Being a keen photographer myself I am often baffled at the level of technical expertise needed when it comes to camera knowledge. Although confident with taking quality pictures, I do often lack the full understanding of the correct terminology and precision of my camera’s functions. One of the first things I found when I first started out was there was so much information, too much! It was difficult to know where to begin. Cameras are complex pieces of technology and each individual feature can completely change the aesthetics of your photographs so they do need to be understood (at least to some extent) in order to capture the best image possible.

When it comes to buying a camera the first thing to consider is whether you want a manual single-lens reflex camera (SLR) camera, which uses a mirror and prism system to show what image can be captured, as opposed to a viewfinder which simply shows where the image can be captured so often differs in reality. Alternatively, a digital single-lens reflex camera (DSLR) works as an SLR but is not built for film formats, instead recording images on a memory card or internally. Alternatively you can also now opt for a Compact System Camera which were only launched in 2008. The main distinguishing difference between a CSC and an SLR is the lack of mirror (hence the term ‘mirror-less cameras’) which means the models are often smaller and they are also always in Live view, so you instantly see the settings you have applied.

Generally speaking, a digital camera is easier to use in the sense that you instantly have your images to hand without needing to develop them. This is especially useful when learning photography as being able to review images is essential to your development. While the CSCs can be scoffed at by photography snobs as they lack the manual (‘proper’) approach with phase-detection AF sensors, they can produce good images, although they can also be found to compromise on clarity.

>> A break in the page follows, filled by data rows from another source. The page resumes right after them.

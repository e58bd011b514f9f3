//! The Range Reader: converts a set of metric ids plus a `(start_ts,
//! end_ts)` window into three Arrow record batches — `samples`,
//! `metrics`, `metric_tags` — the shape the query engine registers as
//! tables for one SQL execution. Nothing here is retained across calls:
//! a fresh set of batches is built per request.

use datafusion::arrow::array::{Float64Array, Int64Array, Int8Array, StringArray};
use datafusion::arrow::datatypes::{DataType, Field, Schema, SchemaRef};
use datafusion::arrow::record_batch::RecordBatch;
use std::sync::Arc;
use tsdb_catalog::DescriptorCatalog;
use tsdb_core::{MetricId, Result};
use tsdb_ring::RingStore;

/// The three columnar tables one query's range reader produces.
pub struct MaterializedBatches {
    /// `(metric_id, ts, value, type)` rows, one per in-range sample.
    pub samples: RecordBatch,
    /// `(metric_id, name, type, step, slots)`, one row per metric.
    pub metrics: RecordBatch,
    /// `(metric_id, tag_key, tag_value)`, one row per metric/tag pair.
    pub metric_tags: RecordBatch,
}

/// Builds [`MaterializedBatches`] from a [`RingStore`] and
/// [`DescriptorCatalog`].
#[derive(Clone)]
pub struct RangeReader {
    ring: RingStore,
    catalog: DescriptorCatalog,
}

impl RangeReader {
    /// Wrap the ring store and catalog this reader scans.
    pub fn new(ring: RingStore, catalog: DescriptorCatalog) -> Self {
        Self { ring, catalog }
    }

    /// Read each of `metric_ids`'s range into `samples`. The
    /// `metrics`/`metric_tags` catalog tables are independent of
    /// `metric_ids`: they cover every metric currently in the catalog, so
    /// a query can join against them to discover metrics beyond the ones
    /// its `samples` rows are scoped to.
    pub fn materialize(
        &self,
        metric_ids: &[MetricId],
        start_ts: i64,
        end_ts: i64,
    ) -> Result<MaterializedBatches> {
        let mut s_metric_id = Vec::new();
        let mut s_ts = Vec::new();
        let mut s_value = Vec::new();
        let mut s_type = Vec::new();

        for &metric_id in metric_ids {
            let samples = self.ring.read_range(metric_id, start_ts, end_ts)?;
            for sample in samples {
                s_metric_id.push(metric_id as i64);
                s_ts.push(sample.ts);
                s_value.push(sample.value as f64);
                s_type.push(sample.metric_type.to_byte() as i8);
            }
        }

        let mut m_metric_id = Vec::new();
        let mut m_name: Vec<Option<String>> = Vec::new();
        let mut m_type = Vec::new();
        let mut m_step = Vec::new();
        let mut m_slots = Vec::new();

        let mut t_metric_id = Vec::new();
        let mut t_key = Vec::new();
        let mut t_value = Vec::new();

        for record in self.catalog.list_all_metrics()? {
            m_metric_id.push(record.metric_id as i64);
            m_name.push(record.name);
            m_type.push(record.metric_type.to_byte() as i8);
            m_step.push(record.step as i64);
            m_slots.push(record.slots as i64);

            for (key, value) in record.tags {
                t_metric_id.push(record.metric_id as i64);
                t_key.push(key);
                t_value.push(value);
            }
        }

        let samples = RecordBatch::try_new(
            samples_schema(),
            vec![
                Arc::new(Int64Array::from(s_metric_id)),
                Arc::new(Int64Array::from(s_ts)),
                Arc::new(Float64Array::from(s_value)),
                Arc::new(Int8Array::from(s_type)),
            ],
        )
        .expect("samples batch schema matches its arrays");

        let metrics = RecordBatch::try_new(
            metrics_schema(),
            vec![
                Arc::new(Int64Array::from(m_metric_id)),
                Arc::new(StringArray::from(m_name)),
                Arc::new(Int8Array::from(m_type)),
                Arc::new(Int64Array::from(m_step)),
                Arc::new(Int64Array::from(m_slots)),
            ],
        )
        .expect("metrics batch schema matches its arrays");

        let metric_tags = RecordBatch::try_new(
            metric_tags_schema(),
            vec![
                Arc::new(Int64Array::from(t_metric_id)),
                Arc::new(StringArray::from(t_key)),
                Arc::new(StringArray::from(t_value)),
            ],
        )
        .expect("metric_tags batch schema matches its arrays");

        Ok(MaterializedBatches { samples, metrics, metric_tags })
    }
}

/// The `samples(metric_id, ts, value, type)` schema.
pub fn samples_schema() -> SchemaRef {
    Arc::new(Schema::new(vec![
        Field::new("metric_id", DataType::Int64, false),
        Field::new("ts", DataType::Int64, false),
        Field::new("value", DataType::Float64, false),
        Field::new("type", DataType::Int8, false),
    ]))
}

/// The `metrics(metric_id, name, type, step, slots)` schema.
pub fn metrics_schema() -> SchemaRef {
    Arc::new(Schema::new(vec![
        Field::new("metric_id", DataType::Int64, false),
        Field::new("name", DataType::Utf8, true),
        Field::new("type", DataType::Int8, false),
        Field::new("step", DataType::Int64, false),
        Field::new("slots", DataType::Int64, false),
    ]))
}

/// The `metric_tags(metric_id, tag_key, tag_value)` schema.
pub fn metric_tags_schema() -> SchemaRef {
    Arc::new(Schema::new(vec![
        Field::new("metric_id", DataType::Int64, false),
        Field::new("tag_key", DataType::Utf8, false),
        Field::new("tag_value", DataType::Utf8, false),
    ]))
}

#[cfg(test)]
mod tests {
    use super::*;
    use std::collections::BTreeMap;
    use tsdb_core::MetricType;
    use tsdb_kvstore::KvStore;

    #[test]
    fn materializes_samples_and_catalog_tables() {
        let store = KvStore::new();
        let catalog = DescriptorCatalog::new(store.clone());
        let ring = RingStore::new(store);
        let mut tags = BTreeMap::new();
        tags.insert("role".to_string(), "web".to_string());
        let id = catalog
            .ensure_descriptor(None, MetricType::Gauge, Some(1), Some(10), Some("cpu"), &tags)
            .unwrap();
        ring.write(id, 100, 1.5).unwrap();
        ring.write(id, 101, 2.5).unwrap();

        let reader = RangeReader::new(ring, catalog);
        let batches = reader.materialize(&[id], 0, 200).unwrap();
        assert_eq!(batches.samples.num_rows(), 2);
        assert_eq!(batches.metrics.num_rows(), 1);
        assert_eq!(batches.metric_tags.num_rows(), 1);
    }

    #[test]
    fn metrics_and_metric_tags_cover_the_whole_catalog_not_just_metric_ids() {
        let store = KvStore::new();
        let catalog = DescriptorCatalog::new(store.clone());
        let ring = RingStore::new(store);
        let mut tags = BTreeMap::new();
        tags.insert("role".to_string(), "web".to_string());
        let queried = catalog
            .ensure_descriptor(None, MetricType::Gauge, Some(1), Some(10), Some("cpu"), &tags)
            .unwrap();
        let other = catalog
            .ensure_descriptor(None, MetricType::Gauge, Some(1), Some(10), Some("mem"), &BTreeMap::new())
            .unwrap();
        ring.write(queried, 100, 1.5).unwrap();
        ring.write(other, 100, 2.5).unwrap();

        let reader = RangeReader::new(ring, catalog);
        let batches = reader.materialize(&[queried], 0, 200).unwrap();

        assert_eq!(batches.samples.num_rows(), 1);
        assert_eq!(batches.metrics.num_rows(), 2);
        assert_eq!(batches.metric_tags.num_rows(), 1);
    }
}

Camera Brands Are Important, But Not Too Important

Many people have a personal preference simply because they prefer the way one brand of camera has something laid out. Much like some people prefer BMWs or Mercedes cars, not because one is actually proven to be better (in most cases) but because it is simply a matter of taste.

Which brand of camera to buy is often daunting when faced with the wealth of information and opinion on each individual product. In basic terms, the two biggest camera manufacturers Nikon and Canon can be seen as leaders in the market due to the vast array of lens ranges and varying models that can be suited to so many different types of photography. While Pentax is not quite as large in terms of quantity of products, it is still fully established and widely respected in the camera market. This means that if you buy a camera from these manufacturers you are guaranteed to find a wide range of compatible lenses and accessories which is always useful.  Canon digital cameras  regularly top the ‘best digital camera’ review lists, whether this is because they are so easy to use or is due to their wealth of shooting options, you will often find at least one model in each category shortlist.

Leading camera brands such as Nikon, Canon, Olympus, Sony or Fujifilm will often have new models released regularly. This means that there are often good deals on the latest models, as well as excellent bargains to be found on the recent though not necessarily latest releases which may help aid in the ‘which camera’ decision.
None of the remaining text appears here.